> **Records to use**:
//! One authenticated minion connection.

use crate::domain::errors::OutboxError;
use fm_03_secure_channel::ChannelState;
use shared_types::{MinionId, SessionId, Timestamp, WireMessage};
use std::sync::atomic::{AtomicU64, Ordering};
use std::sync::Arc;
use tokio::sync::{mpsc, watch};

/// An established session.
///
/// The `MinionId` here is the one bound during the handshake. Nothing that
/// arrives later on the connection can change it.
pub struct Session {
    minion_id: MinionId,
    channel: Arc<ChannelState>,
    created_at: Timestamp,
    last_activity: AtomicU64,
    outbox: mpsc::Sender<WireMessage>,
    closed: watch::Sender<bool>,
}

impl Session {
    /// Create a session around an already-keyed channel.
    ///
    /// `outbox` feeds the connection's writer task.
    #[must_use]
    pub fn new(
        minion_id: MinionId,
        channel: Arc<ChannelState>,
        outbox: mpsc::Sender<WireMessage>,
        now: Timestamp,
    ) -> Self {
        let (closed, _) = watch::channel(false);
        Self {
            minion_id,
            channel,
            created_at: now,
            last_activity: AtomicU64::new(now.as_secs()),
            outbox,
            closed,
        }
    }

    /// Session identifier.
    #[must_use]
    pub fn session_id(&self) -> SessionId {
        self.channel.session_id()
    }

    /// The authenticated owner.
    #[must_use]
    pub fn minion_id(&self) -> &MinionId {
        &self.minion_id
    }

    /// Channel state used to seal and open frames.
    #[must_use]
    pub fn channel(&self) -> &Arc<ChannelState> {
        &self.channel
    }

    /// Establishment time.
    #[must_use]
    pub fn created_at(&self) -> Timestamp {
        self.created_at
    }

    /// Last time traffic was seen.
    #[must_use]
    pub fn last_activity(&self) -> Timestamp {
        Timestamp::new(self.last_activity.load(Ordering::Relaxed))
    }

    /// Record activity.
    pub fn touch(&self, now: Timestamp) {
        self.last_activity.fetch_max(now.as_secs(), Ordering::Relaxed);
    }

    /// Revoke the channel and signal the connection to close. Idempotent.
    pub fn revoke(&self) {
        self.channel.revoke();
        self.closed.send_replace(true);
    }

    /// Whether the session was revoked.
    #[must_use]
    pub fn is_revoked(&self) -> bool {
        self.channel.is_revoked()
    }

    /// Resolves once the session is revoked.
    pub async fn closed(&self) {
        let mut rx = self.closed.subscribe();
        // The sender lives as long as `self`, so `wait_for` only errors after drop.
        let _ = rx.wait_for(|closed| *closed).await;
    }

    /// Queue a message for the writer without waiting.
    ///
    /// # Errors
    ///
    /// `Closed` when revoked or the writer is gone, `Full` when the queue is
    /// at capacity.
    pub fn try_send(&self, message: WireMessage) -> Result<(), OutboxError> {
        if self.is_revoked() {
            return Err(OutboxError::Closed);
        }
        self.outbox.try_send(message).map_err(|e| match e {
            mpsc::error::TrySendError::Full(_) => OutboxError::Full,
            mpsc::error::TrySendError::Closed(_) => OutboxError::Closed,
        })
    }
}

impl std::fmt::Debug for Session {
    fn fmt(&self, f: &mut std::fmt::Formatter<'_>) -> std::fmt::Result {
        f.debug_struct("Session")
            .field("session_id", &self.session_id())
            .field("minion_id", &self.minion_id)
            .field("revoked", &self.is_revoked())
            .finish_non_exhaustive()
    }
}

> **Task requirements**: Working through the entries above, copy every line in which "TrySendError" is found.

> **Response to this task**:
            mpsc::error::TrySendError::Full(_) => OutboxError::Full,
            mpsc::error::TrySendError::Closed(_) => OutboxError::Closed,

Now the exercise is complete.